WRWD-FM (107.3 MHz, "Country 107.3") is a country music radio station licensed to Highland, New York, and primarily serving the mid-Hudson Valley of New York. The station broadcasts at 330 watts ERP from a tower near Illinois Mountain in Marlborough, New York shared with sister station WBWZ. The station is owned and operated by iHeartMedia, Inc. Its studios are in Arlington, New York.

==History==
WRWD was put on the air in September 1989 by apple orchard owner William H. ("Bud") Walker who used the call letters to pay tribute to his children, Rachel, William Jr, and David. WRWD took on the country format long avoided by area stations at a time when past failures daunted existing owners and out-of-market stations from New York City, Albany and Hartford were garnering significant shares in the Hudson Valley. At the outset, most programming on the station was satellite fed with former WEOK personality Ken Gonyea at the helm for Mornings.

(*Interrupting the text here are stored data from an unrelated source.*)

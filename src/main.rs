//! blobcli - Azure Blob Storage command-line client

use blobcli::cli::Cli;
use blobcli::config::{load_settings, resolve_config_path, Settings};
use blobcli::Result;
use clap::Parser;
use tracing::{error, info};
use tracing_subscriber::{layer::SubscriberExt, util::SubscriberInitExt};

#[tokio::main]
async fn main() {
    // Parse command-line arguments
    let cli = Cli::parse();

    let settings = match load_configuration(&cli).await {
        Ok(settings) => settings,
        Err(e) => {
            eprintln!("Error: {}", e);
            std::process::exit(1);
        }
    };

    // Initialize logging
    init_logging(cli.debug || settings.debug);

    // Execute the command
    if let Err(e) = run(cli, settings).await {
        error!("Error: {}", e);
        eprintln!("Error: {}", e);
        std::process::exit(1);
    }
}

async fn load_configuration(cli: &Cli) -> Result<Settings> {
    let explicit = cli.config.is_some();
    let path = resolve_config_path(cli.config.clone())?;
    load_settings(&path, explicit).await
}

async fn run(cli: Cli, settings: Settings) -> Result<()> {
    info!("Starting blobcli");
    cli.execute(settings).await
}

fn init_logging(debug: bool) {
    let default_filter = if debug { "blobcli=debug" } else { "blobcli=info" };

    tracing_subscriber::registry()
        .with(
            tracing_subscriber::EnvFilter::try_from_default_env()
                .unwrap_or_else(|_| default_filter.into()),
        )
        .with(tracing_subscriber::fmt::layer().with_writer(std::io::stderr))
        .init();
}
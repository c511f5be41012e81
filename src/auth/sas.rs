//! Container-scoped Shared Access Signature issuance
//!
//! A [`SasToken`] is an immutable value: it is handed to each storage call
//! that needs it and never refreshed in place. Callers decide whether to
//! reuse a token or ask the [`TokenIssuer`] for a new one.

use crate::blob::azure::{key_credentials, storage_location};
use crate::config::StorageConfig;
use crate::error::{BlobCliError, Result};
use async_trait::async_trait;
use azure_storage::shared_access_signature::{service_sas::BlobSasPermissions, SasToken as _};
use azure_storage_blobs::prelude::ClientBuilder;
use std::fmt;
use std::sync::Arc;
use time::OffsetDateTime;
use tracing::debug;
use zeroize::Zeroizing;

/// A signed, time-windowed grant for one container
#[derive(Clone)]
pub struct SasToken {
    container: String,
    token: Zeroizing<String>,
    issued_at: OffsetDateTime,
    expires_at: OffsetDateTime,
}

impl SasToken {
    pub fn new(
        container: impl Into<String>,
        token: impl Into<String>,
        issued_at: OffsetDateTime,
        expires_at: OffsetDateTime,
    ) -> Self {
        Self {
            container: container.into(),
            token: Zeroizing::new(token.into()),
            issued_at,
            expires_at,
        }
    }

    /// The container this token was signed for
    pub fn container(&self) -> &str {
        &self.container
    }

    /// The signed query string. Never log this.
    pub fn secret(&self) -> &str {
        &self.token
    }

    pub fn issued_at(&self) -> OffsetDateTime {
        self.issued_at
    }

    pub fn expires_at(&self) -> OffsetDateTime {
        self.expires_at
    }

    pub fn is_expired_at(&self, at: OffsetDateTime) -> bool {
        at >= self.expires_at
    }

    pub fn is_scoped_to(&self, container: &str) -> bool {
        self.container == container
    }
}

impl fmt::Debug for SasToken {
    fn fmt(&self, f: &mut fmt::Formatter<'_>) -> fmt::Result {
        f.debug_struct("SasToken")
            .field("container", &self.container)
            .field("token", &"<redacted>")
            .field("issued_at", &self.issued_at)
            .field("expires_at", &self.expires_at)
            .finish()
    }
}

/// Source of capability tokens
#[async_trait]
pub trait TokenIssuer: Send + Sync {
    /// Issue a fresh token for `container`
    async fn issue(&self, container: &str) -> Result<SasToken>;
}

/// Signs container SAS tokens locally with the storage account key
pub struct SasTokenManager {
    config: Arc<StorageConfig>,
}

impl SasTokenManager {
    pub fn new(config: Arc<StorageConfig>) -> Self {
        Self { config }
    }

    /// Read, write, delete and list on the whole container
    pub fn default_permissions() -> BlobSasPermissions {
        BlobSasPermissions {
            read: true,
            write: true,
            delete: true,
            list: true,
            ..Default::default()
        }
    }
}

#[async_trait]
impl TokenIssuer for SasTokenManager {
    async fn issue(&self, container: &str) -> Result<SasToken> {
        let issued_at = OffsetDateTime::now_utc();
        let expires_at = time::Duration::try_from(self.config.sas_validity())
            .ok()
            .and_then(|validity| issued_at.checked_add(validity))
            .ok_or_else(|| {
                BlobCliError::authentication(format!(
                    "SAS validity of {} minutes is out of range",
                    self.config.sas_validity_minutes()
                ))
            })?;

        // Signing is local; no request is sent while issuing a token
        let container_client =
            ClientBuilder::with_location(storage_location(&self.config), key_credentials(&self.config))
                .container_client(container);

        let signature = container_client
            .shared_access_signature(Self::default_permissions(), expires_at)
            .await
            .map_err(|e| {
                BlobCliError::authentication(format!(
                    "Failed to create SAS policy for container '{container}': {e}"
                ))
            })?
            .start(issued_at);

        let token = signature.token().map_err(|e| {
            BlobCliError::authentication(format!(
                "Failed to sign SAS token for container '{container}': {e}"
            ))
        })?;

        debug!(
            container = container,
            expires_at = %expires_at,
            "Issued SAS token"
        );

        Ok(SasToken::new(container, token, issued_at, expires_at))
    }
}

#[cfg(test)]
mod tests {
    use super::*;
    use time::macros::datetime;

    #[test]
    fn test_token_debug_is_redacted() {
        let token = SasToken::new(
            "reports",
            "sv=2022-11-02&sig=abc",
            datetime!(2024-01-01 00:00 UTC),
            datetime!(2024-01-01 00:15 UTC),
        );
        let rendered = format!("{token:?}");
        assert!(!rendered.contains("sig=abc"));
        assert!(rendered.contains("reports"));
    }

    #[test]
    fn test_token_window_and_scope() {
        let token = SasToken::new(
            "reports",
            "sig",
            datetime!(2024-01-01 00:00 UTC),
            datetime!(2024-01-01 00:15 UTC),
        );
        assert!(!token.is_expired_at(datetime!(2024-01-01 00:14:59 UTC)));
        assert!(token.is_expired_at(datetime!(2024-01-01 00:15 UTC)));
        assert!(token.is_scoped_to("reports"));
        assert!(!token.is_scoped_to("archive"));
    }

    #[test]
    fn test_default_permissions() {
        let permissions = SasTokenManager::default_permissions();
        assert!(permissions.read && permissions.write && permissions.delete && permissions.list);
        assert!(!permissions.add && !permissions.create);
    }
}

A major change took place in 1990, as Walker gave control of the station to Thom Williams who replaced Ken Gonyea in mornings and as program director while taking the station in a new country direction. WRWD at this time added an AM simulcast in WWLE (1170 AM), a daytime station licensed to Cornwall-on-Hudson which would soon take on the WRWD calls with the FM becoming suffixed. Also added were FM translators in Newburgh, Middletown, and Kingston, all of which either signed off or took on simulcasting new stations by 2000. By 1992, WRWD added former WBPM personality Mike Vincent to their afternoon roster, who later left WRWD by February 1996 for middays/Production Director for WGNY-FM 103.1 in Newburgh.

In 1996, WRWD-AM-FM and WBWZ were sold by Walker to Hudson Valley Radio Partners, a short-term holding company. The new ownership relieved morning man Terry Donovan of his duties and took the station to an all-local, current-leaning mainstream format and returned Mike Vincent to mornings from WGNY. Vincent would stay with WRWD until August 1999.

After WWLE was sold in 2000, Roberts sold the remnants of their group to Clear Channel Communications which assumed operational control in November. Under Clear Channel, WRWD became #1 in Dutchess and Ulster counties for the first time in 2002—a feat repeated several times since then.

In 2005, WRWD added another AM simulcast when WELV (1370 AM) in Ellenville changed format from standards to WRWD's country music format. Following the announcement of the proposed Clear Channel decision to be acquired by a private equity group, WRWD (AM) ended its simulcast, which moved to WRWB-FM 99.3 in Ellenville.

In 2011, Clear Channel Radio of the Hudson Valley, fired all local air talent outside of morning drive time and switched to the Premium Choice programming format (pre-recorded announcers from other markets), removing live jocks and locally programmed music.

In March 2012, CJ and Dee in the Morning were fired from their position in morning drive. They then hired Tommy Lee Walker, a former DJ to take over morning drive for a short run before they parted ways.

In June 2014, Party Marty Mitchell took over morning drive and the program director chair for WRWD. In July 2018, Party Marty Mitchell was let go and was replaced in mornings with The Bobby Bones Show. In September 2018, Chase Daniels (formerly of Saga Communications' WQNY in Ithaca) came on board to replace iHeart Premium Choice talent Boxer in the afternoon and Marty Mitchell's role as program director.

On July 1, 2019, Beth Christy (formerly of crosstown Townsquare Media-owned WKXP/WZAD) returned to WRWD to host the midday show replacing iHeart Premium Choice talent Billy Greenwood.